Show all lines containing "IntegerOverflow" from the data below.

(Dataset entries)
┌──

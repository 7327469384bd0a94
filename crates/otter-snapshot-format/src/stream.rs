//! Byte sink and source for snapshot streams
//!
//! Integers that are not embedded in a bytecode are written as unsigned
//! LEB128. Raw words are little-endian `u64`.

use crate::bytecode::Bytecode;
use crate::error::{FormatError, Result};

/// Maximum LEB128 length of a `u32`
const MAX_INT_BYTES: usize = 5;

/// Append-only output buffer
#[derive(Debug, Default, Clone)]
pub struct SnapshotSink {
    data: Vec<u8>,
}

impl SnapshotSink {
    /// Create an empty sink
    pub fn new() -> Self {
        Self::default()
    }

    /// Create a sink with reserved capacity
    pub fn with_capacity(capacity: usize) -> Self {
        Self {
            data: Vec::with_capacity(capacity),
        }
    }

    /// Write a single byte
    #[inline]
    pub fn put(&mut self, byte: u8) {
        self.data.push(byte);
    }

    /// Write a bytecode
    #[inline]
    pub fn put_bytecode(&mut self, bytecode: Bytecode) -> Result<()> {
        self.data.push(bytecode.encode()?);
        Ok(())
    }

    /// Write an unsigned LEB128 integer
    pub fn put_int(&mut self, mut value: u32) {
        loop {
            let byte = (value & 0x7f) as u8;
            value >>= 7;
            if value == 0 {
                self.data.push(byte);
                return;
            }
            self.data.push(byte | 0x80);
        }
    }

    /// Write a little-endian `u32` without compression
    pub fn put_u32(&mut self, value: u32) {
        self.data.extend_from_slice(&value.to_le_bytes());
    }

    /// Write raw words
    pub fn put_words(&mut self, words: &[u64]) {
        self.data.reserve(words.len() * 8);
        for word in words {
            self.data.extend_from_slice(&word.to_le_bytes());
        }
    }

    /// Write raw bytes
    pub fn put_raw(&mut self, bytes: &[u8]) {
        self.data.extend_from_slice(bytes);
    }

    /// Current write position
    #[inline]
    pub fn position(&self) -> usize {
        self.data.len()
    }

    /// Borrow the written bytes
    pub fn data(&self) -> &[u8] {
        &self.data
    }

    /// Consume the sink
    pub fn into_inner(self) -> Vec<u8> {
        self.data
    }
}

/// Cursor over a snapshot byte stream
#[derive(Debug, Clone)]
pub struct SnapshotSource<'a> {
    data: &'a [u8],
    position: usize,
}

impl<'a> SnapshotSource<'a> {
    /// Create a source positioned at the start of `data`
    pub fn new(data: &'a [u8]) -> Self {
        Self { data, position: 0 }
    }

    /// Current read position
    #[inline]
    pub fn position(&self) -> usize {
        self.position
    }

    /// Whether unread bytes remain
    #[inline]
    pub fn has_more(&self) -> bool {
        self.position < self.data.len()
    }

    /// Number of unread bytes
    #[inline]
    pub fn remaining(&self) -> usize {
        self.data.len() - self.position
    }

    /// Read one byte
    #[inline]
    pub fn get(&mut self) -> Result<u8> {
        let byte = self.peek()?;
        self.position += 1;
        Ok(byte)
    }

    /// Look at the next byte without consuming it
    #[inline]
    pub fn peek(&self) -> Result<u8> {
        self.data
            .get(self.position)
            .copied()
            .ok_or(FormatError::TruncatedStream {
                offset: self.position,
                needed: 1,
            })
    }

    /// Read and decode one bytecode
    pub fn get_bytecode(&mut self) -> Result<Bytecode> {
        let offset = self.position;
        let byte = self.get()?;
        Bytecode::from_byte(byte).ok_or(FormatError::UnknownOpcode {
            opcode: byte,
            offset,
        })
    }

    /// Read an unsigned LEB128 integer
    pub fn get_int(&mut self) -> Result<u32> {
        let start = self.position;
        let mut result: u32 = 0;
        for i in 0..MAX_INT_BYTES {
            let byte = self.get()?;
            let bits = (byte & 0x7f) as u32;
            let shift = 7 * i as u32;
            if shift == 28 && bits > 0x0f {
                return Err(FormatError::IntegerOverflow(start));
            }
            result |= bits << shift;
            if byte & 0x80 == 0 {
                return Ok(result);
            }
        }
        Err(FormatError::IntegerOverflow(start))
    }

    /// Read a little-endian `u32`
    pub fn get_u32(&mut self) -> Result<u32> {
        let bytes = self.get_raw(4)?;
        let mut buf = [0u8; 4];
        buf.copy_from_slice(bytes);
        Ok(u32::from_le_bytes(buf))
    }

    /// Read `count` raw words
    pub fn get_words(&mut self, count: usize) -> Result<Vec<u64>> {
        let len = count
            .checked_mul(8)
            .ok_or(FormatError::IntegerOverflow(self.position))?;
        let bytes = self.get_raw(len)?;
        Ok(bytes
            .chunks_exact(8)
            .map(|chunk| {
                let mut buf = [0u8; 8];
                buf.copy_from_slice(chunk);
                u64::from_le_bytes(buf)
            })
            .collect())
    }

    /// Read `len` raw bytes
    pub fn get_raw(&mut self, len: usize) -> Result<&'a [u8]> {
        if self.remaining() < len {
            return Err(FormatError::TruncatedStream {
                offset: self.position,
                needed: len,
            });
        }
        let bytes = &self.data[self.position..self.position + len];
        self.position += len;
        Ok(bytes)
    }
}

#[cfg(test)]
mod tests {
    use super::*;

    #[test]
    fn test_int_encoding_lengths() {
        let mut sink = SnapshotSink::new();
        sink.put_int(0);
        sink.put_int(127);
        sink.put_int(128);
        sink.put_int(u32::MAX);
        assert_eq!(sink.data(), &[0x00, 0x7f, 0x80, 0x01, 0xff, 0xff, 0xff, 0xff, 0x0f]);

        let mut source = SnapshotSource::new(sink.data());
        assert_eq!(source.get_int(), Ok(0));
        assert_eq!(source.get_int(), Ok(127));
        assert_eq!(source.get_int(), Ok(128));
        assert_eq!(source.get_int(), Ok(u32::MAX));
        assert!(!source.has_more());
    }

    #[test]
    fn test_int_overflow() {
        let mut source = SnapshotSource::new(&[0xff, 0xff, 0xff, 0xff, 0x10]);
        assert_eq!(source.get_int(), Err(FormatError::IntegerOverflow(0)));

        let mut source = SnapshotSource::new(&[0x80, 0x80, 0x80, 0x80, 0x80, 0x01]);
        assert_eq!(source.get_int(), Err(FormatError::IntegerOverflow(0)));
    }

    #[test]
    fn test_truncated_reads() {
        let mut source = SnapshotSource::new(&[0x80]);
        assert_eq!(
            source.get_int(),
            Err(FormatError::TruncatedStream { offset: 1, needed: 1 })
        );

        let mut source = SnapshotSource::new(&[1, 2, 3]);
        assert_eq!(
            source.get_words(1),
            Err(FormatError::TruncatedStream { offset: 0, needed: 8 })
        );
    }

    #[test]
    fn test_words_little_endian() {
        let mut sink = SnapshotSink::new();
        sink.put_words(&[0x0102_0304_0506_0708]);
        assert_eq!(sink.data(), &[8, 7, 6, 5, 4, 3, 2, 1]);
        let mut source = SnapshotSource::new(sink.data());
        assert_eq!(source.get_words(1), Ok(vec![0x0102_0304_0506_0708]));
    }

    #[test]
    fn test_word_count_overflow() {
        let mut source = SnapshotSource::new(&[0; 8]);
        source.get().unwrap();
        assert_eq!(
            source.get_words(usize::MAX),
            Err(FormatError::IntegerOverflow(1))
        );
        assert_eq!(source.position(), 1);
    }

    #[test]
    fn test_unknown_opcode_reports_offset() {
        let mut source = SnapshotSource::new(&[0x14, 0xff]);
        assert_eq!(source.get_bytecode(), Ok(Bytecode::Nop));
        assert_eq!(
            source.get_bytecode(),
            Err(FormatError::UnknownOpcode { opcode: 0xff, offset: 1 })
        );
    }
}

└──

**PROBLEM SOLUTION:**
                return Err(FormatError::IntegerOverflow(start));
        Err(FormatError::IntegerOverflow(start))
            .ok_or(FormatError::IntegerOverflow(self.position))?;
        assert_eq!(source.get_int(), Err(FormatError::IntegerOverflow(0)));
        assert_eq!(source.get_int(), Err(FormatError::IntegerOverflow(0)));
            Err(FormatError::IntegerOverflow(1))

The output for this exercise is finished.